[[ Records provided, beginning ]]

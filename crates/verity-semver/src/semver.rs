//! Semver facade providing high-level version operations

use std::cmp::Ordering;

use crate::constraint::{Constraint, ConstraintError};
use crate::Version;

/// Main facade for string level versioning operations.
///
/// Strings that are not valid versions never satisfy anything and are
/// dropped from sorted output.
pub struct Semver;

impl Semver {
    /// Check if a version satisfies a constraint
    pub fn satisfies(version: &str, constraints: &str) -> bool {
        let version = match Version::parse(version) {
            Ok(v) => v,
            Err(_) => return false,
        };

        match Constraint::parse(constraints) {
            Ok(c) => c.matches(&version),
            Err(_) => false,
        }
    }

    /// Return all versions that satisfy the given constraints
    pub fn satisfied_by(versions: &[&str], constraints: &str) -> Vec<String> {
        let parsed_constraints = match Constraint::parse(constraints) {
            Ok(c) => c,
            Err(_) => return Vec::new(),
        };

        versions
            .iter()
            .filter(|v| Self::satisfies_parsed(v, &parsed_constraints))
            .map(|v| v.to_string())
            .collect()
    }

    /// Highest version satisfying the constraints
    pub fn max_satisfying(versions: &[&str], constraints: &str) -> Option<String> {
        Self::select(versions, constraints, Ordering::Greater)
    }

    /// Lowest version satisfying the constraints
    pub fn min_satisfying(versions: &[&str], constraints: &str) -> Option<String> {
        Self::select(versions, constraints, Ordering::Less)
    }

    /// Parse constraints and return a reusable representation.
    pub fn parse_constraints(constraints: &str) -> Result<Constraint, ConstraintError> {
        Constraint::parse(constraints)
    }

    /// Check a version against pre-parsed constraints.
    pub fn satisfies_parsed(version: &str, constraints: &Constraint) -> bool {
        Version::parse(version).is_ok_and(|v| constraints.matches(&v))
    }

    /// Sort versions in ascending order
    pub fn sort(versions: &[&str]) -> Vec<String> {
        Self::usort(versions, true)
    }

    /// Sort versions in descending order (reverse sort)
    pub fn rsort(versions: &[&str]) -> Vec<String> {
        Self::usort(versions, false)
    }

    fn select(versions: &[&str], constraints: &str, wanted: Ordering) -> Option<String> {
        let parsed_constraints = Constraint::parse(constraints).ok()?;

        let mut best: Option<(Version, &str)> = None;
        for v in versions {
            let Ok(version) = Version::parse(v) else {
                continue;
            };
            if !parsed_constraints.matches(&version) {
                continue;
            }
            // First of several equal versions wins
            let better = match &best {
                Some((current, _)) => version.compare(current) == wanted,
                None => true,
            };
            if better {
                best = Some((version, *v));
            }
        }

        best.map(|(_, v)| v.to_string())
    }

    fn usort(versions: &[&str], ascending: bool) -> Vec<String> {
        let mut parsed: Vec<(Version, usize)> = versions
            .iter()
            .enumerate()
            .filter_map(|(i, v)| Some((Version::parse(v).ok()?, i)))
            .collect();

        // Stable, so versions equal by precedence keep their input order
        parsed.sort_by(|(a, _), (b, _)| {
            let cmp = a.compare(b);
            if ascending {
                cmp
            } else {
                cmp.reverse()
            }
        });

        // Return original versions in sorted order
        parsed
            .into_iter()
            .map(|(_, i)| versions[i].to_string())
            .collect()
    }
}

#[cfg(test)]
mod tests {
    use super::*;

    #[test]
    fn test_satisfies_positive() {
        // Hyphen ranges
        assert!(Semver::satisfies("1.2.3", "1.0.0 - 2.0.0"));
        assert!(Semver::satisfies("1.2.3", "1.2.3+asdf - 2.4.3+asdf"));
        assert!(Semver::satisfies("2.4.3-alpha", "1.2.3+asdf - 2.4.3+asdf"));

        // Caret with build metadata
        assert!(Semver::satisfies("1.2.3", "^1.2.3+build"));
        assert!(Semver::satisfies("1.3.0", "^1.2.3+build"));

        // Prerelease with operators
        assert!(Semver::satisfies("1.2.3-beta", "<=1.2.3"));
        assert!(Semver::satisfies("1.2.3-beta", "<1.2.3"));

        // Basic constraints
        assert!(Semver::satisfies("1.0.0", "1.0.0"));
        assert!(Semver::satisfies("1.2.3", "*"));
        assert!(Semver::satisfies("1.0.0", ">=1.0.0"));
        assert!(Semver::satisfies("1.1.0", ">1.0.0"));
        assert!(Semver::satisfies("0.2.9", "<2.0.0"));

        // Or constraints
        assert!(Semver::satisfies("1.2.4", "0.1.20 || 1.2.4"));
        assert!(Semver::satisfies("0.0.0", ">=0.2.3 || <0.0.1"));

        // Tilde
        assert!(Semver::satisfies("2.4.5", "~2.4"));
        assert!(Semver::satisfies("1.2.3", "~1"));
        assert!(Semver::satisfies("1.0.7", "~1.0"));
    }

    #[test]
    fn test_satisfies_negative() {
        assert!(!Semver::satisfies("2.2.3", "1.0.0 - 2.0.0"));
        assert!(!Semver::satisfies("1.2.3-beta", "^1.2.3"));
        assert!(!Semver::satisfies("2.0.0", "^1.2.3"));
        assert!(!Semver::satisfies("1.5.0", "~1.2"));
        assert!(!Semver::satisfies("1.0.0", ">1.0.0"));
        assert!(!Semver::satisfies("1.2.8", "1.2.7 || >=1.2.9 <2.0.0"));

        // Invalid versions or constraints never satisfy
        assert!(!Semver::satisfies("v1.2.3", "*"));
        assert!(!Semver::satisfies("1.2", "*"));
        assert!(!Semver::satisfies("1.0.0", ">= 1.0.0"));
        assert!(!Semver::satisfies("1.0.0", ""));
    }

    #[test]
    fn test_satisfied_by() {
        let versions = ["1.0", "1.2", "1.2.3", "1.2.9", "1.3.0", "2.0.0", "garbage"];

        assert_eq!(Semver::satisfied_by(&versions, "~1.2"), vec!["1.2.3", "1.2.9"]);
        assert_eq!(Semver::satisfied_by(&versions, "1.3.0 || >=2"), vec!["1.3.0", "2.0.0"]);
        assert!(Semver::satisfied_by(&versions, "M").is_empty());
    }

    #[test]
    fn test_max_min_satisfying() {
        let versions = ["1.2.3", "1.2.4", "1.2.4+build", "1.3.0-rc.1", "2.0.0"];

        assert_eq!(Semver::max_satisfying(&versions, "^1.2").as_deref(), Some("1.3.0-rc.1"));
        assert_eq!(Semver::max_satisfying(&versions, "<1.3.0-0").as_deref(), Some("1.2.4"));
        assert_eq!(Semver::min_satisfying(&versions, "^1.2").as_deref(), Some("1.2.3"));
        assert_eq!(Semver::max_satisfying(&versions, "*").as_deref(), Some("2.0.0"));
        assert_eq!(Semver::min_satisfying(&versions, ">1.2.4").as_deref(), Some("1.3.0-rc.1"));
        assert_eq!(Semver::max_satisfying(&versions, ">=3"), None);
        assert_eq!(Semver::max_satisfying(&versions, "~"), None);
    }

    #[test]
    fn test_sort() {
        let versions = [
            "1.0.0",
            "0.1.0",
            "0.1.0-beta",
            "0.1.0-alpha.1",
            "0.1.0-alpha",
            "3.2.1",
            "not-a-version",
            "2.4.0-rc.10",
            "2.4.0-rc.2",
            "2.4.0",
        ];

        assert_eq!(
            Semver::sort(&versions),
            vec![
                "0.1.0-alpha",
                "0.1.0-alpha.1",
                "0.1.0-beta",
                "0.1.0",
                "1.0.0",
                "2.4.0-rc.2",
                "2.4.0-rc.10",
                "2.4.0",
                "3.2.1",
            ]
        );
        assert_eq!(
            Semver::rsort(&versions),
            vec![
                "3.2.1",
                "2.4.0",
                "2.4.0-rc.10",
                "2.4.0-rc.2",
                "1.0.0",
                "0.1.0",
                "0.1.0-beta",
                "0.1.0-alpha.1",
                "0.1.0-alpha",
            ]
        );
    }

    #[test]
    fn test_sort_keeps_metadata_order() {
        let versions = ["1.0.0+b", "1.0.0+a", "0.9.0"];
        assert_eq!(Semver::sort(&versions), vec!["0.9.0", "1.0.0+b", "1.0.0+a"]);
        assert_eq!(Semver::rsort(&versions), vec!["1.0.0+b", "1.0.0+a", "0.9.0"]);
    }

    #[test]
    fn test_parsed_constraints() {
        let constraints = Semver::parse_constraints("^1.2.3 || ~2.4").unwrap();

        assert!(Semver::satisfies_parsed("1.9.0", &constraints));
        assert!(Semver::satisfies_parsed("2.4.9", &constraints));
        assert!(!Semver::satisfies_parsed("2.5.0", &constraints));
        assert!(!Semver::satisfies_parsed("bogus", &constraints));

        assert_eq!(Semver::parse_constraints(""), Err(ConstraintError::Empty));
    }
}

[[ Records provided, end ]]

Work order
Show all lines in the entries above where the word "facade" appears.

Expected answer
//! Semver facade providing high-level version operations
/// Main facade for string level versioning operations.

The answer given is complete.